Instructions for the task :: Every line below that has "StateForest" in it should be copied.

Source data ::
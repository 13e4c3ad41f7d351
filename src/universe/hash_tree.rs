//! Universe backed by a resource manager and kept as in-memory hash trees

use super::{
    adopt_payload, apply_serve, apply_to_forest, resolve_keys, PushPayload, Universe,
};
use crate::codec::{ResourceKeyCodec, TypeRegistry};
use crate::model::{Resource, ScopedKey, TenantId};
use crate::store::ResourceManager;
use crate::tree::{StateForest, StructuredStateTree};
use crate::Result;
use std::collections::BTreeSet;
use std::sync::Arc;
use tracing::{debug, info, warn};

pub struct HashTreeConfig {
    pub registry: Arc<TypeRegistry>,
    pub manager: Arc<dyn ResourceManager>,
}

/// Universe whose state mirrors a [`ResourceManager`].
///
/// Pushes write through to the manager and then update the trees, so the
/// trees stay current without polling. `observe` rebuilds the trees of the
/// tracked tenants from the manager.
pub struct HashTreeUniverse {
    codec: ResourceKeyCodec,
    manager: Arc<dyn ResourceManager>,
    state: StateForest,
    /// `None` until `serve` is first called; every tenant is tracked then
    served: Option<BTreeSet<TenantId>>,
}

impl HashTreeUniverse {
    pub fn codec(&self) -> &ResourceKeyCodec {
        &self.codec
    }

    pub fn manager(&self) -> &Arc<dyn ResourceManager> {
        &self.manager
    }

    fn rebuild_tenant(&self, tenant: &TenantId) -> Result<StructuredStateTree> {
        let mut tree = StructuredStateTree::new();
        for resource in self.manager.list(tenant)? {
            // same placement as push, so unregistered kinds survive a rebuild
            match self.codec.key_for(&resource) {
                Ok(key) => tree.upsert(&key, resource.attributes)?,
                Err(e) => {
                    warn!(tenant = %tenant, kind = %resource.kind, error = %e, "Skipping stored resource")
                }
            }
        }
        Ok(tree)
    }
}

impl Universe for HashTreeUniverse {
    type Config = HashTreeConfig;

    fn initialize(config: HashTreeConfig) -> Result<Self> {
        Ok(HashTreeUniverse {
            codec: ResourceKeyCodec::new(config.registry),
            manager: config.manager,
            state: StateForest::new(),
            served: None,
        })
    }

    fn observe(&mut self) -> Result<()> {
        let tenants: Vec<TenantId> = match &self.served {
            Some(served) => served.iter().cloned().collect(),
            None => self.state.tenants().cloned().collect(),
        };
        for tenant in tenants {
            let tree = self.rebuild_tenant(&tenant)?;
            debug!(tenant = %tenant, nodes = tree.len(), "Observed tenant");
            self.state.insert(tenant, tree);
        }
        Ok(())
    }

    fn state(&self) -> &StateForest {
        &self.state
    }

    fn get_resources(&self, keys: &[ScopedKey]) -> Result<Vec<Resource>> {
        resolve_keys(&self.codec, keys, |skeleton| self.manager.get(skeleton))
    }

    fn push_resources(&mut self, payload: PushPayload) -> Result<()> {
        if payload.is_empty() {
            return Ok(());
        }
        let payload = adopt_payload(&self.codec, payload);
        for resource in &payload.delete {
            self.manager.delete(resource)?;
        }
        for resource in &payload.create {
            match self.codec.key_for(resource) {
                Ok(_) => self.manager.create(resource)?,
                Err(e) => {
                    warn!(tenant = %resource.tenant, kind = %resource.kind, error = %e, "Refusing to store resource")
                }
            }
        }
        apply_to_forest(&self.codec, &mut self.state, self.served.as_ref(), &payload)?;
        info!(
            created = payload.create.len(),
            deleted = payload.delete.len(),
            "Pushed resources"
        );
        Ok(())
    }

    fn serve(&mut self, tenants: &[TenantId]) -> Result<()> {
        apply_serve(&mut self.state, &mut self.served, tenants);
        Ok(())
    }

    fn cleanup_state(&mut self, tenant: &TenantId) -> Result<()> {
        self.state.remove(tenant);
        if let Some(served) = self.served.as_mut() {
            served.remove(tenant);
        }
        debug!(tenant = %tenant, "Cleaned up tenant state");
        Ok(())
    }
}

#[cfg(test)]
mod tests {
    use super::*;
    use crate::model::PathKey;
    use crate::store::InMemoryResourceManager;
    use crate::Error;

    fn universe(manager: Arc<InMemoryResourceManager>) -> HashTreeUniverse {
        HashTreeUniverse::initialize(HashTreeConfig {
            registry: Arc::new(TypeRegistry::builtin()),
            manager,
        })
        .unwrap()
    }

    fn l3out(name: &str) -> Resource {
        Resource::new("t1", "L3Outside")
            .with_identity("name", name)
            .with_attr("vrf_name", "ctx1")
    }

    fn scoped(pairs: &[(&str, &str)]) -> ScopedKey {
        ScopedKey::new("t1", PathKey::from_pairs(pairs.iter().copied()))
    }

    #[test]
    fn test_push_writes_through_and_updates_tree() {
        let manager = Arc::new(InMemoryResourceManager::new());
        let mut u = universe(manager.clone());

        u.push_resources(PushPayload {
            create: vec![l3out("o1")],
            delete: vec![],
        })
        .unwrap();

        assert_eq!(manager.len(), 1);
        let tree = u.state().get(&TenantId::new("t1")).unwrap();
        assert!(tree.contains(&PathKey::from_pairs([("L3Outside", "o1")])));
    }

    #[test]
    fn test_push_is_idempotent() {
        let manager = Arc::new(InMemoryResourceManager::new());
        let mut u = universe(manager.clone());
        let payload = PushPayload {
            create: vec![l3out("o1"), l3out("o2")],
            delete: vec![],
        };

        u.push_resources(payload.clone()).unwrap();
        let root = u.state().root_hash(&TenantId::new("t1"));
        u.push_resources(payload).unwrap();

        assert_eq!(u.state().root_hash(&TenantId::new("t1")), root);
        assert_eq!(manager.len(), 2);
    }

    #[test]
    fn test_push_empty_is_noop() {
        let mut u = universe(Arc::new(InMemoryResourceManager::new()));
        u.push_resources(PushPayload::default()).unwrap();
        assert!(u.state().is_empty());
    }

    #[test]
    fn test_push_skips_invalid_resource() {
        let manager = Arc::new(InMemoryResourceManager::new());
        let mut u = universe(manager.clone());
        let invalid = Resource::new("t1", "ExternalNetwork").with_identity("name", "inet1");

        u.push_resources(PushPayload {
            create: vec![invalid, l3out("o1")],
            delete: vec![],
        })
        .unwrap();

        assert_eq!(manager.len(), 1);
        assert_eq!(u.state().get(&TenantId::new("t1")).unwrap().len(), 1);
    }

    #[test]
    fn test_get_resources_prefers_persisted() {
        let manager = Arc::new(InMemoryResourceManager::new());
        manager.create(&l3out("o1")).unwrap();
        let u = universe(manager);

        let resolved = u
            .get_resources(&[scoped(&[("L3Outside", "o1")]), scoped(&[("L3Outside", "o2")])])
            .unwrap();

        assert_eq!(resolved.len(), 2);
        assert_eq!(resolved[0], l3out("o1"));
        assert!(resolved[1].is_skeleton());
        assert_eq!(resolved[1].identity_value("name"), Some("o2"));
    }

    #[test]
    fn test_get_resources_degrades_per_key() {
        let manager = Arc::new(InMemoryResourceManager::new());
        manager.create(&l3out("o1")).unwrap();
        manager.reject_kind("VRF");
        let u = universe(manager);

        let resolved = u
            .get_resources(&[
                scoped(&[("VRF", "ctx1")]),
                scoped(&[("VRF", "ctx1"), ("L3Outside", "o1")]),
                scoped(&[("Mystery", "m1")]),
                scoped(&[("L3Outside", "o1")]),
            ])
            .unwrap();

        assert_eq!(resolved.len(), 3);
        assert_eq!(resolved[0].kind, "VRF");
        assert!(resolved[0].is_skeleton());
        assert_eq!(resolved[1].kind, "Mystery");
        assert_eq!(resolved[2], l3out("o1"));
    }

    #[test]
    fn test_observe_rebuilds_served_tenants() {
        let manager = Arc::new(InMemoryResourceManager::new());
        manager.create(&l3out("o1")).unwrap();
        manager
            .create(&Resource::new("t2", "VRF").with_identity("name", "ctx"))
            .unwrap();
        let mut u = universe(manager);

        u.serve(&[TenantId::new("t1")]).unwrap();
        assert!(u.state().get(&TenantId::new("t1")).unwrap().is_empty());

        u.observe().unwrap();
        assert_eq!(u.state().get(&TenantId::new("t1")).unwrap().len(), 1);
        assert!(u.state().get(&TenantId::new("t2")).is_none());
    }

    #[test]
    fn test_serve_releases_dropped_tenants() {
        let mut u = universe(Arc::new(InMemoryResourceManager::new()));
        u.serve(&[TenantId::new("t1"), TenantId::new("t2")]).unwrap();
        assert_eq!(u.state().len(), 2);

        u.serve(&[TenantId::new("t2")]).unwrap();
        assert_eq!(
            u.state().tenants().cloned().collect::<Vec<_>>(),
            vec![TenantId::new("t2")]
        );
    }

    #[test]
    fn test_cleanup_state() {
        let mut u = universe(Arc::new(InMemoryResourceManager::new()));
        u.serve(&[TenantId::new("t1")]).unwrap();
        u.cleanup_state(&TenantId::new("t1")).unwrap();

        assert!(u.state().is_empty());
        u.observe().unwrap();
        assert!(u.state().is_empty());
    }

    #[test]
    fn test_get_resources_surfaces_store_failure() {
        let manager = Arc::new(InMemoryResourceManager::new());
        manager.create(&l3out("o1")).unwrap();
        manager.fail_kind("L3Outside");
        let u = universe(manager);

        let err = u
            .get_resources(&[scoped(&[("VRF", "ctx1")]), scoped(&[("L3Outside", "o1")])])
            .unwrap_err();
        assert!(matches!(err, Error::Store(_)));
    }

    #[test]
    fn test_optimized_state_is_full_state() {
        let mut u = universe(Arc::new(InMemoryResourceManager::new()));
        u.push_resources(PushPayload {
            create: vec![l3out("o1")],
            delete: vec![],
        })
        .unwrap();

        let optimized = u.get_optimized_state(&StateForest::new()).unwrap();
        assert!(matches!(optimized, std::borrow::Cow::Borrowed(_)));
        assert_eq!(
            optimized.root_hash(&TenantId::new("t1")),
            u.state().root_hash(&TenantId::new("t1"))
        );
    }
}
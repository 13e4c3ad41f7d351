//! # fabric_sync
//!
//! Hash-tree state reconciliation for multi-tenant network fabrics.
//!
//! Desired and observed fabric state are each held as a forest of
//! Merkle-style trees, one per tenant. Every node carries a hash over its
//! own attributes and a hash over its whole subtree, so two trees can be
//! compared by descending only where subtree hashes differ.
//!
//! ## Core Concepts
//!
//! - **Path keys**: ordered `type|value` segments addressing a resource in
//!   its tenant's tree
//! - **Universes**: one side of the comparison, able to observe, resolve
//!   keys into resources and apply pushes
//! - **Reconcile**: diff two universes and push the difference into the
//!   target as one batch
//!
//! ## Example
//!
//! ```ignore
//! use fabric_sync::{engine, HashTreeConfig, HashTreeUniverse, Universe};
//!
//! let mut observed = HashTreeUniverse::initialize(config)?;
//! observed.serve(&tenants)?;
//! engine::reconcile(&desired, &mut observed)?;
//! ```

pub mod codec;
pub mod config;
pub mod engine;
pub mod model;
pub mod store;
pub mod tree;
pub mod universe;

mod error;

pub use codec::{ResourceDescriptor, ResourceKeyCodec, Skeleton, TypeRegistry};
pub use config::FabricConfig;
pub use engine::{compute_changes, reconcile, ChangeSet, ReconcileOutcome};
pub use error::{Error, Result};
pub use model::{Attributes, Hash, KeySegment, PathKey, Resource, ScopedKey, TenantId};
pub use store::{InMemoryResourceManager, ResourceManager, SnapshotFile};
pub use tree::{StateForest, StateNode, StructuredStateTree, TreeDiff};
pub use universe::{
    HashTreeConfig, HashTreeUniverse, PushPayload, SnapshotConfig, SnapshotUniverse, Universe,
};

/// Snapshot format version
pub const VERSION: u32 = 1;

/// Magic bytes for snapshot file identification
pub const MAGIC: &[u8; 8] = b"FABSTATE";
//! Resource key codec
//!
//! Converts between a resource's type + identity attributes and the path
//! key that addresses it in a state tree, so tree nodes can stand in for
//! resources without materializing them.

mod catalog;
mod registry;

pub use registry::{IdentitySegment, ResourceDescriptor, TypeRegistry};

use crate::model::{KeySegment, PathKey, Resource, TenantId};
use crate::{Error, Result};
use std::collections::BTreeSet;
use std::sync::Arc;

/// Result of decoding a path key: the resource's type-tag and its identity
/// values in declaration order
#[derive(Clone, Debug, PartialEq, Eq)]
pub struct DecodedKey {
    pub type_tag: String,
    pub values: Vec<String>,
}

/// Outcome of building a skeleton for a key
#[derive(Clone, Debug, PartialEq)]
pub enum Skeleton {
    /// The type is registered; identity attributes carry their real names
    Known(Resource),
    /// The type is not registered; identity values are named after their
    /// segment tags. Good enough to address the object for deletion.
    UnknownType(Resource),
}

impl Skeleton {
    pub fn into_resource(self) -> Resource {
        match self {
            Skeleton::Known(r) | Skeleton::UnknownType(r) => r,
        }
    }

    pub fn is_known(&self) -> bool {
        matches!(self, Skeleton::Known(_))
    }
}

/// Bidirectional mapping between resources and path keys
#[derive(Clone, Debug)]
pub struct ResourceKeyCodec {
    registry: Arc<TypeRegistry>,
}

impl ResourceKeyCodec {
    pub fn new(registry: Arc<TypeRegistry>) -> Self {
        ResourceKeyCodec { registry }
    }

    pub fn registry(&self) -> &TypeRegistry {
        &self.registry
    }

    /// Derive the path key of a resource.
    ///
    /// Fails with `UnknownResourceType` for unregistered kinds and with
    /// `InvalidResource` when an identity attribute is missing.
    pub fn encode(&self, resource: &Resource) -> Result<PathKey> {
        let descriptor = self.registry.resolve(&resource.kind)?;
        descriptor
            .identity
            .iter()
            .map(|segment| {
                resource
                    .identity_value(&segment.attribute)
                    .map(|value| KeySegment::new(segment.type_tag.clone(), value))
                    .ok_or_else(|| {
                        Error::InvalidResource(format!(
                            "{} is missing identity attribute {}",
                            resource.kind, segment.attribute
                        ))
                    })
            })
            .collect::<Result<Vec<_>>>()
            .map(PathKey::new)
    }

    /// Key of a resource for tree placement: [`encode`](Self::encode), or the
    /// key it was resolved from when its kind is not registered
    pub fn key_for(&self, resource: &Resource) -> Result<PathKey> {
        match self.encode(resource) {
            Err(Error::UnknownResourceType(kind)) => resource
                .source_key
                .clone()
                .ok_or(Error::UnknownResourceType(kind)),
            other => other,
        }
    }

    /// Split a key into its type-tag and identity values
    pub fn decode(&self, key: &PathKey) -> Result<DecodedKey> {
        let last = key
            .last()
            .ok_or_else(|| Error::MalformedKey("empty key".into()))?;
        Ok(DecodedKey {
            type_tag: last.type_tag.clone(),
            values: key.segments().iter().map(|s| s.value.clone()).collect(),
        })
    }

    /// Decode the textual `"<type-tag>|<identity-value>"` form
    pub fn decode_text<S: AsRef<str>>(&self, segments: &[S]) -> Result<DecodedKey> {
        self.decode(&PathKey::parse(segments)?)
    }

    /// Build an identity-only resource for `key`.
    ///
    /// Only a key whose shape contradicts its registered type is an error
    /// (`MalformedKey`); an unregistered type yields
    /// [`Skeleton::UnknownType`].
    pub fn skeleton(&self, tenant: &TenantId, key: &PathKey) -> Result<Skeleton> {
        let decoded = self.decode(key)?;
        let Some(descriptor) = self.registry.get(&decoded.type_tag) else {
            return Ok(Skeleton::UnknownType(generic_skeleton(tenant, key)));
        };

        let shape_matches = descriptor.identity.len() == key.len()
            && descriptor
                .identity
                .iter()
                .zip(key.segments())
                .all(|(expected, actual)| expected.type_tag == actual.type_tag);
        if !shape_matches {
            return Err(Error::MalformedKey(format!(
                "{} does not match the shape of {}",
                key, descriptor.tag
            )));
        }

        descriptor
            .build(tenant.clone(), &decoded.values)
            .map(Skeleton::Known)
    }
}

fn generic_skeleton(tenant: &TenantId, key: &PathKey) -> Resource {
    let kind = key
        .last()
        .map(|s| s.type_tag.clone())
        .unwrap_or_default();
    let mut used = BTreeSet::new();
    let mut resource = Resource::new(tenant.clone(), kind);
    for (i, segment) in key.segments().iter().enumerate() {
        let mut name = segment.type_tag.clone();
        if !used.insert(name.clone()) {
            name = format!("{}_{}", segment.type_tag, i);
            used.insert(name.clone());
        }
        resource.identity.insert(name, segment.value.clone());
    }
    resource.source_key = Some(key.clone());
    resource
}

Completed exercise ::
use crate::tree::{StateForest, StructuredStateTree};
    state: StateForest,
            state: StateForest::new(),
    fn state(&self) -> &StateForest {
        let optimized = u.get_optimized_state(&StateForest::new()).unwrap();
pub use tree::{StateForest, StateNode, StructuredStateTree, TreeDiff};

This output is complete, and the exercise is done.